[Stored data — start]

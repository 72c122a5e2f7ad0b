use std::collections::BTreeMap;
use std::fmt::Debug;
use std::net::SocketAddr;
use std::pin::Pin;
use std::sync::{
    atomic::{AtomicUsize, Ordering},
    Arc,
};

use futures::{
    channel::{mpsc, oneshot},
    task::{Context, Poll},
    Future, FutureExt, Sink, SinkExt, Stream, StreamExt,
};
use url::Url;

use crate::consumer::ConsumerOptions;
use crate::error::{ConnectionError, SharedError};
use crate::executor::{Executor, ExecutorKind};
use crate::message::{proto, BaseCommand, Codec, Message};
use crate::producer::ProducerOptions;

/// Messages the connection's reader task accepts out-of-band, i.e. not as
/// frames off the wire: waiter registration and producer/consumer routing
/// table maintenance. Posted from `ConnectionSender`, drained by `Receiver`.
pub(crate) enum Register {
    Request {
        key: RequestKey,
        resolver: oneshot::Sender<Message>,
    },
    Consumer {
        consumer_id: u64,
        resolver: mpsc::UnboundedSender<Message>,
    },
    Producer {
        producer_id: u64,
        resolver: mpsc::UnboundedSender<Message>,
    },
    RemoveConsumer {
        consumer_id: u64,
    },
    RemoveProducer {
        producer_id: u64,
    },
    Ping {
        resolver: oneshot::Sender<()>,
    },
}

#[derive(Debug, Clone, PartialEq, Ord, PartialOrd, Eq)]
pub enum RequestKey {
    RequestId(u64),
    Producer { producer_id: u64 },
    Consumer { consumer_id: u64 },
}

/// Authentication parameters for the `CONNECT` command. The actual auth
/// primitive (token, oauth2, mutual TLS, ...) is an external collaborator;
/// this type only carries the bytes the wire command needs.
#[derive(Clone)]
pub struct Authentication {
    pub name: String,
    pub data: Vec<u8>,
}

/// Drains the framed socket and dispatches every decoded `Message` either to
/// a waiting oneshot (request/response RPCs) or to a registered
/// producer/consumer inbox (PUSH frames). Runs as one detached task per
/// connection; it is the only code that ever mutates its routing tables.
pub(crate) struct Receiver<S: Stream<Item = Result<Message, ConnectionError>>> {
    inbound: Pin<Box<S>>,
    outbound: mpsc::UnboundedSender<Message>,
    error: SharedError,
    pending_requests: BTreeMap<RequestKey, oneshot::Sender<Message>>,
    received_messages: BTreeMap<RequestKey, Message>,
    consumers: BTreeMap<u64, mpsc::UnboundedSender<Message>>,
    producers: BTreeMap<u64, mpsc::UnboundedSender<Message>>,
    registrations: Pin<Box<mpsc::UnboundedReceiver<Register>>>,
    shutdown: Pin<Box<oneshot::Receiver<()>>>,
    ping: Option<oneshot::Sender<()>>,
}

impl<S: Stream<Item = Result<Message, ConnectionError>>> Receiver<S> {
    pub fn new(
        inbound: S,
        outbound: mpsc::UnboundedSender<Message>,
        error: SharedError,
        registrations: mpsc::UnboundedReceiver<Register>,
        shutdown: oneshot::Receiver<()>,
    ) -> Receiver<S> {
        Receiver {
            inbound: Box::pin(inbound),
            outbound,
            error,
            pending_requests: BTreeMap::new(),
            received_messages: BTreeMap::new(),
            consumers: BTreeMap::new(),
            producers: BTreeMap::new(),
            registrations: Box::pin(registrations),
            shutdown: Box::pin(shutdown),
            ping: None,
        }
    }

    /// On connection loss every registered producer/consumer inbox is
    /// dropped and every pending RPC waiter is dropped too, so nothing is
    /// left silently hanging on a `oneshot::Canceled`.
    fn fail_everyone(&mut self) {
        self.pending_requests.clear();
        self.consumers.clear();
        self.producers.clear();
    }
}
//! Connection Handler (SPEC_FULL.md §4.3): the per-producer/consumer
//! reconnection state machine. Owned exclusively by its engine's inbox loop
//! (see §5); nothing else ever touches it, so no locking is needed here.

use std::sync::Arc;
use std::time::{Duration, Instant};

use crate::backoff::Backoff;
use crate::connection::Connection;
use crate::error::ConnectionError;

#[derive(Debug, Clone, Copy, PartialEq, Eq)]
pub(crate) enum ConnectionState {
    Initializing,
    Connecting,
    Ready,
    Reconnecting,
    Closing,
    Closed,
    Failed,
    Terminated,
}

/// What the engine should do after a failed `grabCnx` attempt.
pub(crate) enum RetryDecision {
    /// Wait `delay`, then try again.
    RetryAfter(Duration),
    /// The `OperationTimeout` budget is exhausted, or the error was fatal:
    /// transition to `Failed` and give up.
    GiveUp,
}

/// Tracks `ConnectionState` plus the backoff schedule and the
/// `OperationTimeout` budget across repeated `grabCnx` attempts
/// (SPEC_FULL.md §4.3's `min(backoff.next(), mandatoryStop - elapsed)`).
pub(crate) struct ConnectionHandler {
    state: ConnectionState,
    connection: Option<Arc<Connection>>,
    backoff: Backoff,
    operation_timeout: Duration,
    attempts_started_at: Option<Instant>,
}

impl ConnectionHandler {
    pub(crate) fn new(operation_timeout: Duration) -> ConnectionHandler {
        ConnectionHandler {
            state: ConnectionState::Initializing,
            connection: None,
            backoff: Backoff::default(),
            operation_timeout,
            attempts_started_at: None,
        }
    }

    pub(crate) fn state(&self) -> ConnectionState {
        self.state
    }

    pub(crate) fn connection(&self) -> Option<Arc<Connection>> {
        self.connection.clone()
    }

    /// `AlreadyClosed` on `Closing|Closed`, `NotConnected` on
    /// `Connecting|Reconnecting`, `Ok` otherwise (SPEC_FULL.md §4.3).
    pub(crate) fn check_if_active(&self) -> Result<(), ConnectionError> {
        match self.state {
            ConnectionState::Closing | ConnectionState::Closed => Err(ConnectionError::Shutdown),
            ConnectionState::Connecting | ConnectionState::Reconnecting => Err(ConnectionError::Disconnected),
            ConnectionState::Terminated => Err(ConnectionError::TopicTerminated),
            ConnectionState::Failed => Err(ConnectionError::Disconnected),
            ConnectionState::Initializing | ConnectionState::Ready => Ok(()),
        }
    }

    pub(crate) fn begin_connecting(&mut self) {
        self.state = if self.connection.is_some() {
            ConnectionState::Reconnecting
        } else {
            ConnectionState::Connecting
        };
        if self.attempts_started_at.is_none() {
            self.attempts_started_at = Some(Instant::now());
        }
    }

    pub(crate) fn set_ready(&mut self, connection: Arc<Connection>) {
        self.state = ConnectionState::Ready;
        self.connection = Some(connection);
        self.backoff.reset();
        self.attempts_started_at = None;
    }

    pub(crate) fn set_closing(&mut self) {
        self.state = ConnectionState::Closing;
    }

    pub(crate) fn set_closed(&mut self) {
        self.state = ConnectionState::Closed;
        self.connection = None;
    }

    pub(crate) fn set_terminated(&mut self) {
        self.state = ConnectionState::Terminated;
        self.connection = None;
    }

    /// Classifies a failed `grabCnx` attempt: retriable errors get a backoff
    /// delay bounded by the remaining `OperationTimeout` budget; fatal
    /// errors and exhausted budgets give up immediately.
    pub(crate) fn retry_decision(&mut self, error: &ConnectionError) -> RetryDecision {
        if !error.is_retriable() {
            self.state = ConnectionState::Failed;
            self.connection = None;
            return RetryDecision::GiveUp;
        }
        let elapsed = self.attempts_started_at.map(|t| t.elapsed()).unwrap_or_default();
        if elapsed >= self.operation_timeout {
            self.state = ConnectionState::Failed;
            self.connection = None;
            return RetryDecision::GiveUp;
        }
        let remaining = self.operation_timeout - elapsed;
        let delay = std::cmp::min(self.backoff.next(), remaining);
        RetryDecision::RetryAfter(delay)
    }
}

#[cfg(test)]
mod tests {
    use super::*;

    #[test]
    fn starts_initializing_and_has_no_connection() {
        let handler = ConnectionHandler::new(Duration::from_secs(30));
        assert_eq!(handler.state(), ConnectionState::Initializing);
        assert!(handler.connection().is_none());
        assert!(handler.check_if_active().is_ok());
    }

    #[test]
    fn reconnecting_after_ready_requires_having_been_ready_once() {
        let mut handler = ConnectionHandler::new(Duration::from_secs(30));
        handler.begin_connecting();
        assert_eq!(handler.state(), ConnectionState::Connecting);
    }

    #[test]
    fn fatal_error_gives_up_immediately() {
        let mut handler = ConnectionHandler::new(Duration::from_secs(30));
        handler.begin_connecting();
        match handler.retry_decision(&ConnectionError::AuthFailed("nope".into())) {
            RetryDecision::GiveUp => {}
            RetryDecision::RetryAfter(_) => panic!("expected GiveUp"),
        }
        assert_eq!(handler.state(), ConnectionState::Failed);
    }

    #[test]
    fn retriable_error_schedules_backoff_within_budget() {
        let mut handler = ConnectionHandler::new(Duration::from_secs(30));
        handler.begin_connecting();
        match handler.retry_decision(&ConnectionError::Disconnected) {
            RetryDecision::RetryAfter(d) => assert!(d <= Duration::from_secs(30)),
            RetryDecision::GiveUp => panic!("expected a retry"),
        }
        assert_eq!(handler.state(), ConnectionState::Connecting);
    }

    #[test]
    fn exhausted_operation_timeout_gives_up() {
        let mut handler = ConnectionHandler::new(Duration::from_millis(1));
        handler.begin_connecting();
        std::thread::sleep(Duration::from_millis(5));
        match handler.retry_decision(&ConnectionError::Disconnected) {
            RetryDecision::GiveUp => {}
            RetryDecision::RetryAfter(_) => panic!("expected GiveUp once the budget is exhausted"),
        }
        assert_eq!(handler.state(), ConnectionState::Failed);
    }
}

[Stored data — finish]

Problem details -> Search the records for the string "producers" and report each line that has it.

Answer to this task ->
    producers: BTreeMap<u64, mpsc::UnboundedSender<Message>>,
            producers: BTreeMap::new(),
        self.producers.clear();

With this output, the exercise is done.